§ WHAT TO PRODUCE:
Bring together copies of the lines in the data below that contain the word "FetchRequest".

[Records from a dataset]
+ + + +

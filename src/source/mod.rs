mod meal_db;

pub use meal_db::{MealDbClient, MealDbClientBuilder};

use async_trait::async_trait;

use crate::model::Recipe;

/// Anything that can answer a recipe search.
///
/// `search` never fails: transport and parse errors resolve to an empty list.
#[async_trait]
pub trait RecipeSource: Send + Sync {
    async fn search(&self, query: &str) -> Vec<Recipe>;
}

+ + + +

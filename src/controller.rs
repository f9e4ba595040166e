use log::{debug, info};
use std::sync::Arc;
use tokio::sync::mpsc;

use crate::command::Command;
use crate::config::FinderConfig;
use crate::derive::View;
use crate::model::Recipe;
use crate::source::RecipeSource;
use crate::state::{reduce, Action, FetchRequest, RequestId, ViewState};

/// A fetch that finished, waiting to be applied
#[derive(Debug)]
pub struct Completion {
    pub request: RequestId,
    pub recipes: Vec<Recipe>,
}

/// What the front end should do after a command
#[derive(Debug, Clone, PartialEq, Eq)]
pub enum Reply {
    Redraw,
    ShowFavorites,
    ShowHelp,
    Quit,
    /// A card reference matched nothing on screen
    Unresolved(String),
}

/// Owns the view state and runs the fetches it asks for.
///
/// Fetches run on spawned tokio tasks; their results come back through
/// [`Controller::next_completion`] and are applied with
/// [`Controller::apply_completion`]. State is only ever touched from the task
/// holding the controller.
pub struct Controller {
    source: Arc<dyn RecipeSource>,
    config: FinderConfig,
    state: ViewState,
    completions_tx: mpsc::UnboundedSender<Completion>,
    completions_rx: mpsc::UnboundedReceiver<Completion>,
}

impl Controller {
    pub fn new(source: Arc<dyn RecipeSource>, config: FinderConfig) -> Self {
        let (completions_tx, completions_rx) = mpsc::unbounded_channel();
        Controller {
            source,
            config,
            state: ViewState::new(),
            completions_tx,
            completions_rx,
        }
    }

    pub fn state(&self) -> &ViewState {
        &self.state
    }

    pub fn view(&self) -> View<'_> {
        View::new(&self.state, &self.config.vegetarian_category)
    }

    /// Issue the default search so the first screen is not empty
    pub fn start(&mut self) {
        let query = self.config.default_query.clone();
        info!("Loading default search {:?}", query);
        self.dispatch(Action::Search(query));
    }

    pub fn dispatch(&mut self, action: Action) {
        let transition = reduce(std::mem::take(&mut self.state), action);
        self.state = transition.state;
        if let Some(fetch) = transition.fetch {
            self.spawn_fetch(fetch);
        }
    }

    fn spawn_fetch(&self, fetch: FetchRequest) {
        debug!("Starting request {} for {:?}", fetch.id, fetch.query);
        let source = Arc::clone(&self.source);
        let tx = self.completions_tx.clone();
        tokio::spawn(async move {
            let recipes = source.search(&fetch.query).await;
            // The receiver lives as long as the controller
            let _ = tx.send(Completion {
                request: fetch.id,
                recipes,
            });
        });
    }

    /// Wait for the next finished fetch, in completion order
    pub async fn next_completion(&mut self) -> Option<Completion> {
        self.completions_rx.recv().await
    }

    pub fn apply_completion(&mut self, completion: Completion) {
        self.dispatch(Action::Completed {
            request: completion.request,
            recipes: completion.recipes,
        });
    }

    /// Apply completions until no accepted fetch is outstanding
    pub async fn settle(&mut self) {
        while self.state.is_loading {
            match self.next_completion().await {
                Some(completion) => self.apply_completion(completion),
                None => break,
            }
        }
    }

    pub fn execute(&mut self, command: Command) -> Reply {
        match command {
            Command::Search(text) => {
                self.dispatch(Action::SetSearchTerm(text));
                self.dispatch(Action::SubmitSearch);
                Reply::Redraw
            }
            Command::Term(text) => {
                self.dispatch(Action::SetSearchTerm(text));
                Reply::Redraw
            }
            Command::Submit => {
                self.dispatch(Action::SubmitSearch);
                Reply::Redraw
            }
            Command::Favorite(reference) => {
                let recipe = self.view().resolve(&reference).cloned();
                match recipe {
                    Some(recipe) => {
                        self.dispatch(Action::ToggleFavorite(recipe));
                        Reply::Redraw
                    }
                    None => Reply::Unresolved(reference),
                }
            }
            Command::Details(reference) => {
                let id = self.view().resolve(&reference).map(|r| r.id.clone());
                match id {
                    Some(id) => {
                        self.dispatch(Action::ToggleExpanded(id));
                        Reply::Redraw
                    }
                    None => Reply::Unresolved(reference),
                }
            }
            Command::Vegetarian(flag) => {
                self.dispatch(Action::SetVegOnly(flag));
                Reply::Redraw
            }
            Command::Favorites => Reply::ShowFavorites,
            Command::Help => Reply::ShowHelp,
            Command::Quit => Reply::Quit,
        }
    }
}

+ + + +

§ OUTPUT FOR THIS TASK:
use crate::state::{reduce, Action, FetchRequest, RequestId, ViewState};
    fn spawn_fetch(&self, fetch: FetchRequest) {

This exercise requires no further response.